2. Keep the runny nose at home: If your child has a runny nose, a fever, a cough or any other “sickly” symptom, do not attend the playdate. I repeat, DO NOT ATTEND THE PLAYDATE. Call the other mom or the mom who is coordinating the group and let her know that you are so grateful for the invitation, but you will need to decline and attend the next gathering as your child is sick. No one wants to have your sick child around their child. I know that it can be hard being home all day and getting together with other mom friends is nice, but even if your child’s energy level is fine, they are still sneezing and coughing all over other children. This will not only leave other mom’s questioning your child’s health, but it will also put everyone in an awkward situation when someone needs to confront you about the germs your child may be spreading. If your child has allergies and struggles with allergy symptoms, you may feel comfortable attending the group and explaining to everyone at the beginning that your child has allergies and is not contagious. This will ease the minds of the other mothers and allow the group to carry on as usual. If you are the one hosting the group and your child is sick, please cancel and apologize. Other moms will be happy that you were honest and not spreading sickness. Finally, if your child is a “little” sick (i.e. a minor cold), please follow the above mentioned protocol. Do not ask everyone if it’s OK if your child comes to play. If you ask everyone if they mind, they will say no because they don’t want to hurt your feelings and if they say yes, they feel like a total jerk. I’ve had this happen to me. I’ve had to tell someone they could not bring their child and I felt really bad afterward, but I thought it was only fair to keep everyone healthy.

3. Thank you and Good-bye: Once the date is over, be sure to say thank you. If this is a new group/friend, be sure to send a handwritten thank you card.

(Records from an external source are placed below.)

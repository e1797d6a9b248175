//! Domain layer public interface.
//!
//! This module defines domain-level abstractions that are independent of
//! backend implementations, client libraries or infrastructure concerns.
//!
//! All domain consumers must import symbols via this module, not by
//! referencing individual files directly.

mod backend;
mod envelope;
mod reporter;

// --- Backend boundary re-exports ---

pub use backend::{
    //
    Backend,
    BackendPtr,
    Record,
    RecordStream,
    RecordStreamBox,
    TopicKind,
    TopicSpec,
};

// --- Envelope re-exports ---

pub use envelope::{
    //
    to_payload,
    AnswerParams,
    MessageEnvelope,
    Payload,
};

// --- Observability re-exports ---

pub use reporter::{
    //
    Reporter,
    ReporterPtr,
    TracingReporter,
};
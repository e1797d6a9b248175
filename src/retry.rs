//! Connection retry policy.
//!
//! `Broker::connect()` never retries by itself; callers that want to wait for
//! a backend to come up use [`Broker::wait_for_connection`](crate::Broker::wait_for_connection),
//! which drives [`retry_with_backoff`] with the broker's [`RetryConfig`].
//!
//! # Retry Strategy
//!
//! - Only [`Error::Connection`](crate::Error::Connection) is retried
//! - Delays grow by `multiplier` and are capped at `max_delay`
//! - Every delay gets ±25% jitter so restarted workers do not reconnect in lockstep

use std::collections::hash_map::RandomState;
use std::future::Future;
use std::hash::BuildHasher;
use std::time::Duration;
use tokio::time::sleep;

use crate::{log_debug, BrokerConfig, Error};

/// Retry configuration with exponential backoff.
#[derive(Debug, Clone, PartialEq)]
pub struct RetryConfig {
    /// Retries after the first attempt (0 = single attempt).
    pub max_attempts: u32,

    /// Backoff multiplier applied to the delay after each retry.
    pub multiplier: f32,

    /// Delay before the first retry.
    pub initial_delay: Duration,

    /// Cap on the delay between attempts.
    pub max_delay: Duration,
}

impl RetryConfig {
    /// Constant delay between a fixed number of total attempts.
    pub fn fixed(total_attempts: u32, delay: Duration) -> Self {
        // ---
        Self {
            max_attempts: total_attempts.saturating_sub(1),
            multiplier: 1.0,
            initial_delay: delay,
            max_delay: delay,
        }
    }

    /// Sleep durations between attempts, before jitter.
    ///
    /// Yields exactly `max_attempts` values.
    pub fn schedule(&self) -> impl Iterator<Item = Duration> + '_ {
        // ---
        let growth = f64::from(self.multiplier.max(1.0));
        let cap = self.max_delay;
        std::iter::successors(Some(self.initial_delay.min(cap)), move |prev| {
            Some(Duration::from_secs_f64(prev.as_secs_f64() * growth).min(cap))
        })
        .take(self.max_attempts as usize)
    }
}

impl From<&BrokerConfig> for RetryConfig {
    /// `retry_max_count` attempts spaced by `retry_delay_ms`.
    fn from(config: &BrokerConfig) -> Self {
        Self::fixed(config.retry_max_count, config.retry_delay())
    }
}

impl Default for RetryConfig {
    /// - `max_attempts`: 3
    /// - `multiplier`: 2.0
    /// - `initial_delay`: 100ms
    /// - `max_delay`: 5s
    fn default() -> Self {
        Self {
            max_attempts: 3,
            multiplier: 2.0,
            initial_delay: Duration::from_millis(100),
            max_delay: Duration::from_secs(5),
        }
    }
}

/// Run `operation` until it succeeds, fails with a non-connection error, or
/// the schedule runs out. The last error is returned on exhaustion.
pub(crate) async fn retry_with_backoff<F, Fut, T>(
    retry_config: &RetryConfig,
    mut operation: F,
) -> crate::Result<T>
where
    F: FnMut() -> Fut,
    Fut: Future<Output = crate::Result<T>>,
{
    let mut pauses = retry_config.schedule().enumerate();

    loop {
        let reason = match operation().await {
            Err(Error::Connection(reason)) => reason,
            other => return other,
        };

        let Some((done, pause)) = pauses.next() else {
            log_debug!("giving up after {} attempt(s): {reason}", retry_config.max_attempts + 1);
            return Err(Error::Connection(reason));
        };

        let pause = jittered(pause);
        log_debug!(
            "connect attempt {} failed ({reason}), next in {pause:?}",
            done + 1
        );
        sleep(pause).await;
    }
}

/// Scale `delay` by a factor drawn from `[0.75, 1.25)`.
fn jittered(delay: Duration) -> Duration {
    // ---
    let seed = RandomState::new().hash_one(std::time::SystemTime::now());
    let factor = 0.75 + (seed % 1000) as f64 / 2000.0;

    delay.mul_f64(factor)
}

It will mean a lot to the host. In addition to thanking everyone, be sure to leave promptly when the playdate is over. Never over stay your welcome. This is obtrusive and rude and it is a good rule of thumb that if the host has set the hours of a date, then they more than likely have a schedule they need to stick to for the day. It is best to honor their request, their schedule and their hospitality.

So there you have it, ways to behave on a playdate. I hope you find this useful and don’t forget, you can always send in a question is you have one! Happy Etiquette!

*Disclaimer: I am not an etiquette expert, I just really enjoy learning about it. I have no professional training or background in etiquette, but am passionate about teaching manners to friends and family. These etiquette tips are mostly my opinion of what I think is appropriate based on my readings and the way I was raised and are meant only for entertainment purposes.